== LISTED RECORDS ==

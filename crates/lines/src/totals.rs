//! Document total aggregation: subtotal, tax, shipping, grand total.

use core::fmt;
use core::str::FromStr;

use rust_decimal::Decimal;
use serde::{Deserialize, Serialize};
use tally_core::{DomainError, DomainResult};
use tally_money::{Money, ToAmount, parse_decimal};

use crate::collection::LineItems;

/// Tax rate expressed as a percentage (`8.25` means 8.25%).
#[derive(Debug, Clone, Copy, Default, PartialEq, Eq, Hash, Serialize, Deserialize)]
#[serde(try_from = "String", into = "String")]
pub struct TaxRate(Decimal);

impl TaxRate {
    pub fn new(percent: impl ToAmount) -> DomainResult<Self> {
        let percent = percent.to_amount()?;
        if percent.is_sign_negative() && !percent.is_zero() {
            return Err(DomainError::validation(format!(
                "tax rate must not be negative (got {percent})"
            )));
        }
        Ok(Self(percent))
    }

    pub fn zero() -> Self {
        Self(Decimal::ZERO)
    }

    pub fn percent(&self) -> Decimal {
        self.0
    }
}

impl fmt::Display for TaxRate {
    fn fmt(&self, f: &mut fmt::Formatter<'_>) -> fmt::Result {
        fmt::Display::fmt(&self.0, f)
    }
}

impl FromStr for TaxRate {
    type Err = DomainError;

    fn from_str(s: &str) -> Result<Self, Self::Err> {
        Self::new(parse_decimal(s)?)
    }
}

impl TryFrom<String> for TaxRate {
    type Error = DomainError;

    fn try_from(value: String) -> Result<Self, Self::Error> {
        value.parse()
    }
}

impl From<TaxRate> for String {
    fn from(value: TaxRate) -> Self {
        value.to_string()
    }
}

/// Sum of all line totals (`0.00` when there are no lines).
pub fn calculate_subtotal(items: &LineItems) -> DomainResult<Money> {
    items.subtotal()
}

/// `subtotal * rate / 100`, rounded to two decimals.
pub fn calculate_tax(subtotal: &Money, rate: &TaxRate) -> DomainResult<Money> {
    subtotal
        .txn()
        .checked_mul(rate.percent())
        .and_then(|scaled| scaled.checked_div(Decimal::ONE_HUNDRED))
        .map(Money::from_decimal)
        .ok_or_else(|| DomainError::invalid_amount(format!("tax on {subtotal} at {rate}% overflows")))
}

/// `subtotal + tax + shipping`.
pub fn calculate_grand_total(subtotal: &Money, tax: &Money, shipping: &Money) -> DomainResult<Money> {
    subtotal.checked_add(tax)?.checked_add(shipping)
}

/// All derived totals of a document, computed together.
#[derive(Debug, Clone, Copy, PartialEq, Eq, Serialize, Deserialize)]
#[serde(rename_all = "camelCase")]
pub struct DocumentTotals {
    pub subtotal: Money,
    pub tax: Money,
    pub shipping: Money,
    pub grand_total: Money,
}

impl DocumentTotals {
    pub fn compute(items: &LineItems, rate: &TaxRate, shipping: &Money) -> DomainResult<Self> {
        let subtotal = calculate_subtotal(items)?;
        let tax = calculate_tax(&subtotal, rate)?;
        let grand_total = calculate_grand_total(&subtotal, &tax, shipping)?;
        Ok(Self {
            subtotal,
            tax,
            shipping: *shipping,
            grand_total,
        })
    }
}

===

ASSIGNMENT :: Restate the records above verbatim, omitting no line.

EXERCISE OUTPUT ::
filename crates/lines/src/totals.rs
//! Document total aggregation: subtotal, tax, shipping, grand total.

use core::fmt;
use core::str::FromStr;

use rust_decimal::Decimal;
use serde::{Deserialize, Serialize};
use tally_core::{DomainError, DomainResult};
use tally_money::{Money, ToAmount, parse_decimal};

use crate::collection::LineItems;

/// Tax rate expressed as a percentage (`8.25` means 8.25%).
#[derive(Debug, Clone, Copy, Default, PartialEq, Eq, Hash, Serialize, Deserialize)]
#[serde(try_from = "String", into = "String")]
pub struct TaxRate(Decimal);

impl TaxRate {
    pub fn new(percent: impl ToAmount) -> DomainResult<Self> {
        let percent = percent.to_amount()?;
        if percent.is_sign_negative() && !percent.is_zero() {
            return Err(DomainError::validation(format!(
                "tax rate must not be negative (got {percent})"
            )));
        }
        Ok(Self(percent))
    }

    pub fn zero() -> Self {
        Self(Decimal::ZERO)
    }

    pub fn percent(&self) -> Decimal {
        self.0
    }
}

impl fmt::Display for TaxRate {
    fn fmt(&self, f: &mut fmt::Formatter<'_>) -> fmt::Result {
        fmt::Display::fmt(&self.0, f)
    }
}

impl FromStr for TaxRate {
    type Err = DomainError;

    fn from_str(s: &str) -> Result<Self, Self::Err> {
        Self::new(parse_decimal(s)?)
    }
}

impl TryFrom<String> for TaxRate {
    type Error = DomainError;

    fn try_from(value: String) -> Result<Self, Self::Error> {
        value.parse()
    }
}

impl From<TaxRate> for String {
    fn from(value: TaxRate) -> Self {
        value.to_string()
    }
}

/// Sum of all line totals (`0.00` when there are no lines).
pub fn calculate_subtotal(items: &LineItems) -> DomainResult<Money> {
    items.subtotal()
}

/// `subtotal * rate / 100`, rounded to two decimals.
pub fn calculate_tax(subtotal: &Money, rate: &TaxRate) -> DomainResult<Money> {
    subtotal
        .txn()
        .checked_mul(rate.percent())
        .and_then(|scaled| scaled.checked_div(Decimal::ONE_HUNDRED))
        .map(Money::from_decimal)
        .ok_or_else(|| DomainError::invalid_amount(format!("tax on {subtotal} at {rate}% overflows")))
}

/// `subtotal + tax + shipping`.
pub fn calculate_grand_total(subtotal: &Money, tax: &Money, shipping: &Money) -> DomainResult<Money> {
    subtotal.checked_add(tax)?.checked_add(shipping)
}

/// All derived totals of a document, computed together.
#[derive(Debug, Clone, Copy, PartialEq, Eq, Serialize, Deserialize)]
#[serde(rename_all = "camelCase")]
pub struct DocumentTotals {
    pub subtotal: Money,
    pub tax: Money,
    pub shipping: Money,
    pub grand_total: Money,
}

impl DocumentTotals {
    pub fn compute(items: &LineItems, rate: &TaxRate, shipping: &Money) -> DomainResult<Self> {
        let subtotal = calculate_subtotal(items)?;
        let tax = calculate_tax(&subtotal, rate)?;
        let grand_total = calculate_grand_total(&subtotal, &tax, shipping)?;
        Ok(Self {
            subtotal,
            tax,
            shipping: *shipping,
            grand_total,
        })
    }
}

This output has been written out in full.